> EXERCISE DETAILS
Reproduce the records word for word, from the first line to the line containing "use std::time::Duration;".

◆ ◆ ◆ ◆ ◆

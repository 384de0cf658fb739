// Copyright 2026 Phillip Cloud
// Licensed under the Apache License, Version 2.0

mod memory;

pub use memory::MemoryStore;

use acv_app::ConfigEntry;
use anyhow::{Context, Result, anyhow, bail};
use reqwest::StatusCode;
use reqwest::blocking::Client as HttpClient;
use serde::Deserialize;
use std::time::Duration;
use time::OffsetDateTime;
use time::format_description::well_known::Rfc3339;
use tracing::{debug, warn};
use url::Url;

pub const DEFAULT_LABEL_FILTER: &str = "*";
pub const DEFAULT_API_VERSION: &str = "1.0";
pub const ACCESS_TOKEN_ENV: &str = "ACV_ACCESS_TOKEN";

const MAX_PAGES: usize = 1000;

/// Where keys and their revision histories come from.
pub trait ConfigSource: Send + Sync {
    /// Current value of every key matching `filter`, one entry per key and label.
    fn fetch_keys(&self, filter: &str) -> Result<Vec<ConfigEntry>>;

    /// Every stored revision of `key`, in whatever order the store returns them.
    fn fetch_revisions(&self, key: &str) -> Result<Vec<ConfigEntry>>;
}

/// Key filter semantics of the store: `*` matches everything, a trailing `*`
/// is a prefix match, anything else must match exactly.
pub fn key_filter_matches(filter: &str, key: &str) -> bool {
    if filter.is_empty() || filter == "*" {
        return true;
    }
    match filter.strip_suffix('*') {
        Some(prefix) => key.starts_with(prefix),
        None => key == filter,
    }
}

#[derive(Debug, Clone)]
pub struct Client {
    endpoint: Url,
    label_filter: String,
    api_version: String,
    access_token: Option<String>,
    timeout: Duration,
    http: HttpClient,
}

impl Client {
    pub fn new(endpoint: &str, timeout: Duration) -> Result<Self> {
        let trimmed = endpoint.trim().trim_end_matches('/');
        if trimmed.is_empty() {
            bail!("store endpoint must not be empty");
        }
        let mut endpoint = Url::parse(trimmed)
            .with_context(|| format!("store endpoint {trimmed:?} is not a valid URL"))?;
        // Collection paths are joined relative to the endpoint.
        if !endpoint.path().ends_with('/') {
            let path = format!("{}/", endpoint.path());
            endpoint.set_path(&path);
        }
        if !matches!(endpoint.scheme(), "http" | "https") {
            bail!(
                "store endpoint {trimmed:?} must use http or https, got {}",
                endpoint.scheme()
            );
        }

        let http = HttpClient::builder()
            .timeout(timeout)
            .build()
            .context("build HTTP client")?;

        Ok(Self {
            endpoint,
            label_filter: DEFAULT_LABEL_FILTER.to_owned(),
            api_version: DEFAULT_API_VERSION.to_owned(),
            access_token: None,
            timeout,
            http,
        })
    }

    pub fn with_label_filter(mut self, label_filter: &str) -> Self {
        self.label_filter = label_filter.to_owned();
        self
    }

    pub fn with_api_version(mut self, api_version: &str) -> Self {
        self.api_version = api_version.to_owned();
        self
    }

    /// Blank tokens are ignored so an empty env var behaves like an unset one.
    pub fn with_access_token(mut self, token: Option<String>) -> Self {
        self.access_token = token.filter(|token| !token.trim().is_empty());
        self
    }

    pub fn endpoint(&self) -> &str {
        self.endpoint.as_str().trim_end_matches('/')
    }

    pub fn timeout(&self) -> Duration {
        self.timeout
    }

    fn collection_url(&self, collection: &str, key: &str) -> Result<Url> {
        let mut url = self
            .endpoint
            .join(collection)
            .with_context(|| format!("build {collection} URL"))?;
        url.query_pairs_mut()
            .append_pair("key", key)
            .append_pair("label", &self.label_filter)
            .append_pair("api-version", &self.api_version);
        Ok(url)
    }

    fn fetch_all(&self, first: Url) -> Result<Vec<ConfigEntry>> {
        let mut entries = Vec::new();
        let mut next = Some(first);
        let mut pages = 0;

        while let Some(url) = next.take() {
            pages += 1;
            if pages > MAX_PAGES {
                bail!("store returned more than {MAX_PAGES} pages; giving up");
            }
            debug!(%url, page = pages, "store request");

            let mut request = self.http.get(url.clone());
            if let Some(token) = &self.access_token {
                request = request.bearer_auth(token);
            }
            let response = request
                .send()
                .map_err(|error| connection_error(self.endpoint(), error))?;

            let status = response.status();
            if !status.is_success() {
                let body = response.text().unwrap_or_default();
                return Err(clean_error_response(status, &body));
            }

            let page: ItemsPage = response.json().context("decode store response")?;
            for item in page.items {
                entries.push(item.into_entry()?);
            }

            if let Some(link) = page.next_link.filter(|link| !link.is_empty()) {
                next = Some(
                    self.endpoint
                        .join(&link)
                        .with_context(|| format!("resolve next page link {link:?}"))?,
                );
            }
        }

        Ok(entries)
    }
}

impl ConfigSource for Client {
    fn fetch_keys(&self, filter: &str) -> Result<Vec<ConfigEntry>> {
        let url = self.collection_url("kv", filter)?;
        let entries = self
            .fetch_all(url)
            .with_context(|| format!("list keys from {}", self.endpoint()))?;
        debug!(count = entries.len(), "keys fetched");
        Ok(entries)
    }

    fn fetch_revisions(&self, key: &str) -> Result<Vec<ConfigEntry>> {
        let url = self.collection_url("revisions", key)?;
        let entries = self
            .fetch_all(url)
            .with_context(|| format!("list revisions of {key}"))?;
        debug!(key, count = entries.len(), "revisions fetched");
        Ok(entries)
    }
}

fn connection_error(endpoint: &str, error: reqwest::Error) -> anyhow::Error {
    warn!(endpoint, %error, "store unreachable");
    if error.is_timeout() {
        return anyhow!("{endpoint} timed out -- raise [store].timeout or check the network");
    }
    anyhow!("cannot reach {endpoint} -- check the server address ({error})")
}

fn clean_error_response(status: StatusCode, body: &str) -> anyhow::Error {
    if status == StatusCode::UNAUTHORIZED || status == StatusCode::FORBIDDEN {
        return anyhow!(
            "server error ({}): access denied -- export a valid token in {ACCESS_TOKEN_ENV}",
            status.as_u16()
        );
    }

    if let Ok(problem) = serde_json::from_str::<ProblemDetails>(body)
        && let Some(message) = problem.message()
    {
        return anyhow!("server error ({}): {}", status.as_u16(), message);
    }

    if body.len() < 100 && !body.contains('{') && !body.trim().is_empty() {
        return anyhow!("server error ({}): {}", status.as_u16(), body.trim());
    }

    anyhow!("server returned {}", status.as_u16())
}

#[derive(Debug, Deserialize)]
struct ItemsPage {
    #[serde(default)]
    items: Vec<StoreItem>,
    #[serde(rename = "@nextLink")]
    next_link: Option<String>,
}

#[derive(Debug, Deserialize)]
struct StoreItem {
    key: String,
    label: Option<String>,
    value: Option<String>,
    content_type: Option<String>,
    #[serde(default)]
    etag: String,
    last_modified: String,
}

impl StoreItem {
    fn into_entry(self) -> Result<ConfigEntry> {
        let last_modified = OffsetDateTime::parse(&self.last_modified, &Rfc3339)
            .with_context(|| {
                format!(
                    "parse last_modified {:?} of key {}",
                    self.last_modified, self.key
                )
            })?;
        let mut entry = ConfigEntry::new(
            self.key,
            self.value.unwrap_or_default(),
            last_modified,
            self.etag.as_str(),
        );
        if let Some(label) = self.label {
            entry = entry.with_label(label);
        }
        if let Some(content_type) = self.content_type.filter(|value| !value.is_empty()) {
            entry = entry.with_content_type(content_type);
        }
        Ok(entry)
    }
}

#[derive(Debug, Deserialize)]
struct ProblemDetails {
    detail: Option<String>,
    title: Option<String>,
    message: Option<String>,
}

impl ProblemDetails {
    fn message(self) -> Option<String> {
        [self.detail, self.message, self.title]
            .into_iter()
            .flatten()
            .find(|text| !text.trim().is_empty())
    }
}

◆ ◆ ◆ ◆ ◆

> SOLVED EXERCISE
repository 384de0cf658fb739
// Copyright 2026 Phillip Cloud
// Licensed under the Apache License, Version 2.0

mod memory;

pub use memory::MemoryStore;

use acv_app::ConfigEntry;
use anyhow::{Context, Result, anyhow, bail};
use reqwest::StatusCode;
use reqwest::blocking::Client as HttpClient;
use serde::Deserialize;
use std::time::Duration;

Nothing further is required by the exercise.